While the Investigating Officer was returning to his outpost, he saw the accused coming towards the outpost and arrested him. (v) On the following day (i.e., on 23.03.2007), Dabloo Dey's father, Sabtosh Dey, lodged a written Ejahar, at Milan Nagar Police Outpost, alleging to the effect that accused, Sarju Teli, had killed his (informant's) son, Dabloo Dey, by assaulting him with an iron rod. (vi) Treating the said written Ejahar (Ext. 3) as First Information Report (in short, 'FIR'), Dibrugarh Police Station Case No. 115/2007, under Section 302 IPC, was registered against the accused, Sarju Teli, and, on completion of investigation, the police laid charge-sheet against the accused, Sarju Teli, under Sections 302 IPC. 2. At the trial, the accused pleaded not guilty to the charge, framed against him, under Section 302 IPC. 3. In support of their case, prosecution examined altogether 9 (nine) witnesses. The accused was, then, examined under Section 313 Cr.P.C. and, in his examination aforementioned, he denied that he had committed the offence, which was alleged to have been committed by him, the case of the defence being that of denial. However, while denying his involvement in the assault on, and killing of, Dabloo Dey, the accused admitted that he did go to Babu Karmakar (P.W. 1) and informed him (P.W. 1) that Dabloo was lying dead. In this regard, the accused further stated, in his examination under Section 313 Cr.P.C., that he had stated before P.W. 1 that people were suspecting him (accused) to be involved in the killing of Dabloo Dey. No evidence was adduced by the defence. 4. Having, however, found the accused guilty of the offence, which he stood charged with, the learned trial Court convicted him accordingly and passed sentence against him as mentioned above. Aggrieved by his conviction and the sentence, which was passed against him, the accused, Sarju Teli, as a convicted person, has preferred this appeal. 5. We have heard Mr. B. Nath, learned amicus curiae, and Mr. K.A. Mazumdar, learned Additional Public Prosecutor, Assam. 6. While considering the present appeal, it needs to be noted that P.W. 9 was the doctor, who had, admittedly, conducted post-mortem examination, on 23.03.2007, on the dead body of Dabloo Dey and found as follows: On 23rd March, 2007, I was on duty as demonstrator in the Department of Forensic Medicines, AMCH, Dibrugarh.
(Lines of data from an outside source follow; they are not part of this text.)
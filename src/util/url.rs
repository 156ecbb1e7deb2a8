//! URL building helpers for Graph filters and SharePoint REST paths

use crate::error::{M365Error, Result};
use url::Url;

/// Escape a value for use inside a single-quoted OData string literal
pub fn escape_odata_literal(value: &str) -> String {
    value.replace('\'', "''")
}

/// Escape and percent-encode a value for a `$filter` string literal
pub fn odata_filter_value(value: &str) -> String {
    urlencoding::encode(&escape_odata_literal(value)).into_owned()
}

/// Percent-encode everything except unreserved characters
pub fn encode_component(value: &str) -> String {
    urlencoding::encode(value).into_owned()
}

/// Join two URL fragments with exactly one slash between them
pub fn url_combine(base: &str, relative: &str) -> String {
    let base = base.trim_end_matches('/');
    let relative = relative.trim_start_matches('/');
    if relative.is_empty() {
        base.to_string()
    } else {
        format!("{}/{}", base, relative)
    }
}

fn parse(web_url: &str) -> Result<Url> {
    Url::parse(web_url)
        .map_err(|e| M365Error::Validation(format!("{} is not a valid URL: {}", web_url, e)))
}

/// `https://contoso.sharepoint.com/sites/a` -> `https://contoso.sharepoint.com`
pub fn tenant_root(web_url: &str) -> Result<String> {
    let parsed = parse(web_url)?;
    let host = parsed
        .host_str()
        .ok_or_else(|| M365Error::Validation(format!("{} has no host", web_url)))?;
    match parsed.port() {
        Some(port) => Ok(format!("{}://{}:{}", parsed.scheme(), host, port)),
        None => Ok(format!("{}://{}", parsed.scheme(), host)),
    }
}

/// Tenant admin site for a SharePoint URL:
/// `https://contoso.sharepoint.com` -> `https://contoso-admin.sharepoint.com`
pub fn admin_url(spo_url: &str) -> Result<String> {
    let root = tenant_root(spo_url)?;
    if root.contains("-admin.") {
        return Ok(root);
    }
    match root.split_once(".sharepoint.") {
        Some((tenant, domain)) => Ok(format!("{}-admin.sharepoint.{}", tenant, domain)),
        None => Err(M365Error::Validation(format!(
            "{} is not a SharePoint Online URL",
            spo_url
        ))),
    }
}

/// Decoded server-relative path of a web without a trailing slash
/// (`/sites/abc`, or an empty string for the tenant root)
pub fn web_server_relative_path(web_url: &str) -> Result<String> {
    let parsed = parse(web_url)?;
    let path = urlencoding::decode(parsed.path())
        .map(|p| p.into_owned())
        .unwrap_or_else(|_| parsed.path().to_string());
    Ok(path.trim_end_matches('/').to_string())
}

/// Resolve a folder or list URL to a server-relative path.
///
/// Accepts an absolute URL, a server-relative URL that already includes the
/// web path, or a path relative to the web:
/// with web `https://contoso.sharepoint.com/sites/abc`, `Shared Documents`,
/// `/Shared Documents` and `/sites/abc/Shared Documents` all resolve to
/// `/sites/abc/Shared Documents`.
pub fn server_relative_path(web_url: &str, path: &str) -> Result<String> {
    let web_path = web_server_relative_path(web_url)?;
    let root = tenant_root(web_url)?;

    let mut relative = path.trim();
    if let Some(stripped) = strip_prefix_ignore_case(relative, &root) {
        relative = stripped;
    }
    let relative = relative.trim_end_matches('/');

    if !web_path.is_empty() {
        if let Some(rest) = strip_prefix_ignore_case(relative, &web_path) {
            if rest.is_empty() || rest.starts_with('/') {
                return Ok(format!("{}{}", web_path, rest));
            }
        }
    }

    Ok(format!("{}/{}", web_path, relative.trim_start_matches('/')))
}

/// Host names and SharePoint paths compare without regard to ASCII case
fn strip_prefix_ignore_case<'a>(value: &'a str, prefix: &str) -> Option<&'a str> {
    let len = prefix.len();
    if value.len() >= len
        && value.is_char_boundary(len)
        && value[..len].eq_ignore_ascii_case(prefix)
    {
        Some(&value[len..])
    } else {
        None
    }
}

#[cfg(test)]
mod tests {
    use super::*;

    #[test]
    fn test_escape_odata_literal() {
        assert_eq!(escape_odata_literal("O'Neil's team"), "O''Neil''s team");
        assert_eq!(odata_filter_value("Tasks List"), "Tasks%20List");
        assert_eq!(odata_filter_value("a'b"), "a%27%27b");
    }

    #[test]
    fn test_url_combine() {
        assert_eq!(url_combine("https://a/", "/b"), "https://a/b");
        assert_eq!(url_combine("https://a", "b/c"), "https://a/b/c");
        assert_eq!(url_combine("https://a/", ""), "https://a");
    }

    #[test]
    fn test_tenant_and_admin_url() {
        assert_eq!(
            tenant_root("https://contoso.sharepoint.com/sites/abc").unwrap(),
            "https://contoso.sharepoint.com"
        );
        assert_eq!(
            admin_url("https://contoso.sharepoint.com").unwrap(),
            "https://contoso-admin.sharepoint.com"
        );
        assert_eq!(
            admin_url("https://contoso-admin.sharepoint.com/").unwrap(),
            "https://contoso-admin.sharepoint.com"
        );
        assert!(admin_url("https://contoso.example.com").is_err());
        assert_eq!(
            tenant_root("http://127.0.0.1:8080/sites/abc").unwrap(),
            "http://127.0.0.1:8080"
        );
    }

    #[test]
    fn test_server_relative_path_variants() {
        let web = "https://contoso.sharepoint.com/sites/abc";
        let expected = "/sites/abc/Shared Documents";
        assert_eq!(server_relative_path(web, "Shared Documents").unwrap(), expected);
        assert_eq!(server_relative_path(web, "/Shared Documents/").unwrap(), expected);
        assert_eq!(server_relative_path(web, "/sites/abc/Shared Documents").unwrap(), expected);
        assert_eq!(
            server_relative_path(web, "https://contoso.sharepoint.com/sites/abc/Shared Documents")
                .unwrap(),
            expected
        );
    }

    #[test]
    fn test_server_relative_path_mixed_case_host() {
        let web = "https://Contoso.sharepoint.com/sites/abc";
        assert_eq!(
            server_relative_path(web, "https://Contoso.sharepoint.com/sites/abc/Shared Documents")
                .unwrap(),
            "/sites/abc/Shared Documents"
        );
        assert_eq!(
            server_relative_path(web, "https://CONTOSO.SharePoint.com/sites/abc").unwrap(),
            "/sites/abc"
        );
    }

    #[test]
    fn test_server_relative_path_mixed_case_web_path() {
        let web = "https://contoso.sharepoint.com/sites/abc";
        assert_eq!(
            server_relative_path(web, "/Sites/ABC/Shared Documents").unwrap(),
            "/sites/abc/Shared Documents"
        );
        assert_eq!(server_relative_path(web, "/SITES/abc").unwrap(), "/sites/abc");
        assert_eq!(
            server_relative_path(web, "/sites/abcdef/Docs").unwrap(),
            "/sites/abc/sites/abcdef/Docs"
        );
    }

    #[test]
    fn test_server_relative_path_root_web() {
        let web = "https://contoso.sharepoint.com";
        assert_eq!(server_relative_path(web, "Shared Documents").unwrap(), "/Shared Documents");
        assert_eq!(web_server_relative_path(web).unwrap(), "");
    }

    #[test]
    fn test_web_path_is_decoded() {
        assert_eq!(
            web_server_relative_path("https://contoso.sharepoint.com/sites/my%20site/").unwrap(),
            "/sites/my site"
        );
    }
}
6. While considering the present appeal, it needs to be noted that P.W. 9 was the doctor, who had, admittedly, conducted post-mortem examination, on 23.03.2007, on the dead body of Dabloo Dey and found as follows: On 23rd March, 2007, I was on duty as demonstrator in the Department of Forensic Medicines, AMCH, Dibrugarh. On that day, I performed PM on the dead body of Dabloo Dey on being identified by constable No. 614-Tilendra Nath Das and found as follows:-- External appearance-- One male dead body of average built, dark brown complexion, covered by a white clothe with one bamboo wearing one full shirt, one high neck sporting, one long-pant, one ganjee, one underwear, blood stain present around the face and upper part of the body. Anus, penis and scrotum all are healthy. Injuries-- 1. Incised wound of size 2 cm X 1/2 cm present on right angle of right eye. 2. Abrasion of size 4 cm X 2 cm present over right face. 3. Laceration and contusion of size 2 cm X 1 cm present on the left face. 4. Laceration and contusion of size 3 cm X 1 cm present on the left frontal region. 5. Lacerated injury of size 7.5 cm X 2 cm to 6 cm X 1.5 cm present on left parietal region obliquely. 6. Abrasion of size 1.5 cm X 1/2 cm present on middle 1/3rd of left forearm dorsal aspect. Thorax-- Wall, ribs & Pleurae healthy. Larynx & trachea healthy. Both lungs were healthy. No injury detected in left lung. Pericardium healthy. Heart healthy and chambers are filled with liquid and clotted blood. Abdomen-- Wall as described. Peritoneum healthy. Mouth, pharynx, esophagus healthy. Stomach healthy, contained about 200 ml semi-digested substance having alcoholic smell. Small intestine healthy and contained digested food particles, having alcoholic smell. Large intestine healthy, contained fecal matter and gases. Scalp as described. Contusion of size 12 cm X 7 cm to 4 cm X 2 cm present all over the scalp at places. Skull depressed comminuted fracture of size 32 cm X 9 cm extending from left mastoid to the lower part of the right parietal region. Fracture of the base of the skull present longitudinally, vertebrae healthy. Membrane lacerated, subdural haemorrhage present. Brain lacerated left hemisphere, spinal cord not examined. Liver, spleen healthy. Kidneys healthy. Bladder healthy and empty. 7.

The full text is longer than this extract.